Source Code (2011)
Duncan Jones’ follow-up to the simply brilliant Moon is another discussion of the concepts of identity and reality. Compared to Moon, however, Source Code is much more of a scientific mess, but that doesn’t mean that it lacks entertainment value or even thematic strength. In short, this year's film is a hybrid between Groundhog Day, The Matrix and Inception, also borrowing some of those films' flaws. The premise we're presented is enticing, as Jake Gyllenhaal time and time again wakes up with the same 8 minutes of leeway on a train which is about to explode. All that he seems to remember is that his name is Colter Stevens, although that is not the name the woman across him (Michelle Monaghan) refers to him by. She seems to know him, even though he doesn't know her. The first time around he is completely ignorant as to why he's there and what's going to happen, but by and by he understands that he has an important role to play, and that if he finds a way to stop the explosion, he might also be able to save himself.
Despite the repetitive and deliberately obscured storytelling, we're instantly sucked into the proceedings, because it is apparent that, as with Moon, Jones is not primarily out to impress CGI buffs, but rather to challenge our minds and conceptions. Ben Ripley's creative script is a good basis for this, and Jones also makes the characters and the action feel remarkably real and close, well helped by Gyllenhaal's and Monaghan's faithful performances. And although films with a premise such as this can be a test for the viewer's patience, Jones handles this well (better than Harold Ramis in Groundhog) by speeding up the repeating portions of the narrative and adding some clever bits of comedy for good measure.

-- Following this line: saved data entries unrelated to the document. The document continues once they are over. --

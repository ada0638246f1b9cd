use std::collections::HashMap;

use serde::Serialize;

use crate::model::project::{Project, Role};
use crate::model::session::Session;
use crate::model::task::TaskStatus;
use crate::store::Store;

/// Structured result from `tt check`, suitable for --json output.
#[derive(Debug, Default, Serialize)]
pub struct CheckResult {
    pub valid: bool,
    pub errors: Vec<CheckError>,
    pub warnings: Vec<CheckWarning>,
}

/// A broken invariant
#[derive(Debug, Clone, PartialEq, Eq, Serialize)]
#[serde(tag = "type", rename_all = "snake_case")]
pub enum CheckError {
    /// Two or more projects share an id
    DuplicateProjectId { project_id: u64, count: usize },
    /// Two or more tasks share an id, possibly across projects
    DuplicateTaskId { task_id: u64, project_ids: Vec<u64> },
    /// `owner` does not appear in `users`
    OwnerNotMember { project_id: u64, owner: String },
    /// `owner` appears in `users` but not as Owner
    OwnerWrongRole { project_id: u64, owner: String, role: Role },
    /// More than one `users` entry has role Owner
    MultipleOwners { project_id: u64, usernames: Vec<String> },
    /// The session points at a project that is not in the store
    DanglingSelection { project_id: u64 },
    /// Done task with no completion date
    MissingCompletedAt { project_id: u64, task_id: u64 },
    /// Completion date on a task that is not done
    UnexpectedCompletedAt { project_id: u64, task_id: u64 },
}

/// Something odd but harmless
#[derive(Debug, Clone, PartialEq, Eq, Serialize)]
#[serde(tag = "type", rename_all = "snake_case")]
pub enum CheckWarning {
    EmptyProject { project_id: u64 },
    BlankAssignee { project_id: u64, task_id: u64 },
}

// ---------------------------------------------------------------------------
// Main check entry point
// ---------------------------------------------------------------------------

/// Validate a store (and optionally the session pointing into it).
///
/// Read-only. Checks performed:
/// 1. Project ids and task ids are unique across the store
/// 2. Each `owner` is in `users` with role Owner, and is the only Owner
/// 3. `completed_at` is set exactly on Done tasks
/// 4. The session selection names a live project
pub fn check_store(store: &Store, session: Option<&Session>) -> CheckResult {
    let mut result = CheckResult::default();

    check_duplicate_ids(store.projects(), &mut result);
    for project in store.projects() {
        check_project(project, &mut result);
    }

    if let Some(selected) = session.and_then(|s| s.selected_project) {
        if !store.contains_project(selected) {
            result.errors.push(CheckError::DanglingSelection {
                project_id: selected,
            });
        }
    }

    result.valid = result.errors.is_empty();
    result
}

fn check_duplicate_ids(projects: &[Project], result: &mut CheckResult) {
    let mut project_counts: HashMap<u64, usize> = HashMap::new();
    let mut task_homes: HashMap<u64, Vec<u64>> = HashMap::new();
    for project in projects {
        *project_counts.entry(project.id).or_default() += 1;
        for task in &project.tasks {
            task_homes.entry(task.id).or_default().push(project.id);
        }
    }

    let mut dup_projects: Vec<_> = project_counts.into_iter().filter(|(_, n)| *n > 1).collect();
    dup_projects.sort_unstable();
    for (project_id, count) in dup_projects {
        result
            .errors
            .push(CheckError::DuplicateProjectId { project_id, count });
    }

    let mut dup_tasks: Vec<_> = task_homes.into_iter().filter(|(_, p)| p.len() > 1).collect();
    dup_tasks.sort_unstable();
    for (task_id, project_ids) in dup_tasks {
        result
            .errors
            .push(CheckError::DuplicateTaskId { task_id, project_ids });
    }
}

fn check_project(project: &Project, result: &mut CheckResult) {
    let project_id = project.id;

    match project.users.iter().find(|m| m.username == project.owner) {
        None => result.errors.push(CheckError::OwnerNotMember {
            project_id,
            owner: project.owner.clone(),
        }),
        Some(m) if m.role != Role::Owner => result.errors.push(CheckError::OwnerWrongRole {
            project_id,
            owner: project.owner.clone(),
            role: m.role,
        }),
        Some(_) => {}
    }

    let owners: Vec<String> = project
        .users
        .iter()
        .filter(|m| m.role == Role::Owner)
        .map(|m| m.username.clone())
        .collect();
    if owners.len() > 1 {
        result.errors.push(CheckError::MultipleOwners {
            project_id,
            usernames: owners,
        });
    }

    if project.tasks.is_empty() {
        result
            .warnings
            .push(CheckWarning::EmptyProject { project_id });
    }

    for task in &project.tasks {
        let task_id = task.id;
        match (task.status, task.completed_at) {
            (TaskStatus::Done, None) => result
                .errors
                .push(CheckError::MissingCompletedAt { project_id, task_id }),
            (TaskStatus::ToDo | TaskStatus::InProgress, Some(_)) => result
                .errors
                .push(CheckError::UnexpectedCompletedAt { project_id, task_id }),
            _ => {}
        }
        if task.assignee.trim().is_empty() {
            result
                .warnings
                .push(CheckWarning::BlankAssignee { project_id, task_id });
        }
    }
}
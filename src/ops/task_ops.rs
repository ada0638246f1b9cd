use chrono::NaiveDate;
use tracing::debug;

use crate::model::project::ProjectId;
use crate::model::task::{
    Assignee, Comment, PLACEHOLDER_ASSIGNEE_ID, Priority, Tag, Task, TaskId, TaskStatus,
    assignee_initial,
};
use crate::ops::OpError;
use crate::store::Store;

/// Input for a new task, as collected by the add-task form
#[derive(Debug, Clone, Default)]
pub struct NewTask {
    pub title: String,
    pub description: String,
    /// `None` uses the configured default
    pub priority: Option<Priority>,
    /// Free-text assignee name; may be blank
    pub assignee: String,
}

/// Partial update for an existing task. `None` fields are left alone.
#[derive(Debug, Clone, Default)]
pub struct TaskUpdate {
    pub id: TaskId,
    pub title: Option<String>,
    pub description: Option<String>,
    pub status: Option<TaskStatus>,
    pub priority: Option<Priority>,
    pub due_date: Option<NaiveDate>,
    pub assignee: Option<Assignee>,
    pub tags: Option<Vec<Tag>>,
    pub comments: Option<Vec<Comment>>,
}

// ---------------------------------------------------------------------------
// Status transitions
// ---------------------------------------------------------------------------

/// Direct status set with `completed_at` bookkeeping.
///
/// Entering `Done` stamps `today`; leaving it clears the stamp. Returns false
/// when the task already had `new_status`.
pub fn set_status(task: &mut Task, new_status: TaskStatus, today: NaiveDate) -> bool {
    if task.status == new_status {
        return false;
    }
    task.status = new_status;
    task.completed_at = if new_status == TaskStatus::Done {
        Some(today)
    } else {
        None
    };
    true
}

/// Change the status of a task in the selected project.
///
/// Only the selected project is searched; a task living in another project
/// reports `TaskNotFound`.
pub fn change_task_status(
    store: &mut Store,
    selected: Option<ProjectId>,
    task_id: TaskId,
    new_status: TaskStatus,
    today: NaiveDate,
) -> Result<(), OpError> {
    let project_id = selected.ok_or(OpError::NoProjectSelected)?;
    let project = store
        .project_mut(project_id)
        .ok_or(OpError::ProjectNotFound(project_id))?;
    let task = project
        .task_mut(task_id)
        .ok_or(OpError::TaskNotFound(task_id))?;

    if set_status(task, new_status, today) {
        debug!(project_id, task_id, status = %new_status, "task status changed");
        store.mark_changed();
    }
    Ok(())
}

// ---------------------------------------------------------------------------
// Task CRUD
// ---------------------------------------------------------------------------

/// Append a new `To Do` task to the selected project. Returns the new id.
pub fn add_task(
    store: &mut Store,
    selected: Option<ProjectId>,
    data: NewTask,
    today: NaiveDate,
    default_priority: Priority,
) -> Result<TaskId, OpError> {
    if data.title.trim().is_empty() {
        return Err(OpError::BlankTitle);
    }
    let project_id = selected.ok_or(OpError::NoProjectSelected)?;
    if !store.contains_project(project_id) {
        return Err(OpError::ProjectNotFound(project_id));
    }

    let id = store.next_id()?;
    let username = match data.assignee.trim() {
        "" => "Unassigned".to_string(),
        name => name.to_string(),
    };
    let mut task = Task::new(
        id,
        data.title,
        today,
        Assignee {
            id: PLACEHOLDER_ASSIGNEE_ID,
            username,
        },
    );
    task.assignee = assignee_initial(&data.assignee);
    task.description = data.description;
    task.priority = data.priority.unwrap_or(default_priority);

    if let Some(project) = store.project_mut(project_id) {
        project.tasks.push(task);
    }
    store.mark_changed();
    debug!(project_id, task_id = id, "task added");
    Ok(id)
}

/// Merge `update` into the task with the same id, wherever it lives.
pub fn update_task(store: &mut Store, update: TaskUpdate, today: NaiveDate) -> Result<(), OpError> {
    if let Some(title) = &update.title {
        if title.trim().is_empty() {
            return Err(OpError::BlankTitle);
        }
    }
    let task_id = update.id;
    let incoming_ids = update
        .tags
        .iter()
        .flatten()
        .map(|t| t.id)
        .chain(update.comments.iter().flatten().map(|c| c.id))
        .max();
    let project = store
        .owning_project_mut(task_id)
        .ok_or(OpError::TaskNotFound(task_id))?;
    let project_id = project.id;
    let task = project
        .task_mut(task_id)
        .ok_or(OpError::TaskNotFound(task_id))?;

    if let Some(title) = update.title {
        task.title = title;
    }
    if let Some(description) = update.description {
        task.description = description;
    }
    if let Some(status) = update.status {
        set_status(task, status, today);
    }
    if let Some(priority) = update.priority {
        task.priority = priority;
    }
    if let Some(due_date) = update.due_date {
        task.due_date = due_date;
    }
    if let Some(assignee) = update.assignee {
        task.assignee = assignee_initial(&assignee.username);
        task.assignee_data = assignee;
    }
    if let Some(tags) = update.tags {
        task.tags = tags;
    }
    if let Some(comments) = update.comments {
        task.comments = comments;
    }

    if let Some(id) = incoming_ids {
        store.reserve_id(id);
    }
    store.mark_changed();
    debug!(project_id, task_id, "task updated");
    Ok(())
}

/// Append a comment to a task in any project. Returns the comment id.
pub fn add_comment(
    store: &mut Store,
    task_id: TaskId,
    author: &str,
    content: &str,
    today: NaiveDate,
) -> Result<u64, OpError> {
    if content.trim().is_empty() {
        return Err(OpError::BlankComment);
    }
    if store.find_task(task_id).is_none() {
        return Err(OpError::TaskNotFound(task_id));
    }
    let id = store.next_id()?;
    let task = store
        .owning_project_mut(task_id)
        .and_then(|p| p.task_mut(task_id))
        .ok_or(OpError::TaskNotFound(task_id))?;
    task.comments.push(Comment {
        id,
        author: author.to_string(),
        content: content.trim().to_string(),
        created_at: today,
    });
    store.mark_changed();
    debug!(task_id, comment_id = id, "comment added");
    Ok(id)
}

Of course, films dealing with the concept and realization of time and/or parallel dimensions will always face logical challenges which are almost impossible to overcome, and ultimately, Source Code is no exception. The film becomes less existentially interesting and more trite once Gyllenhaal is given godlike powers in order for the filmmakers to sneak in a customary happy ending, but that's not an uncommon development when a talented young filmmaker follows up an independent success with a higher-profile studio-production. That being said, a far too neat ending and a few logical fallacies cannot hide the talent at work in Source Code or the fun and excitement they're able to concoct for large portions of this film's running time.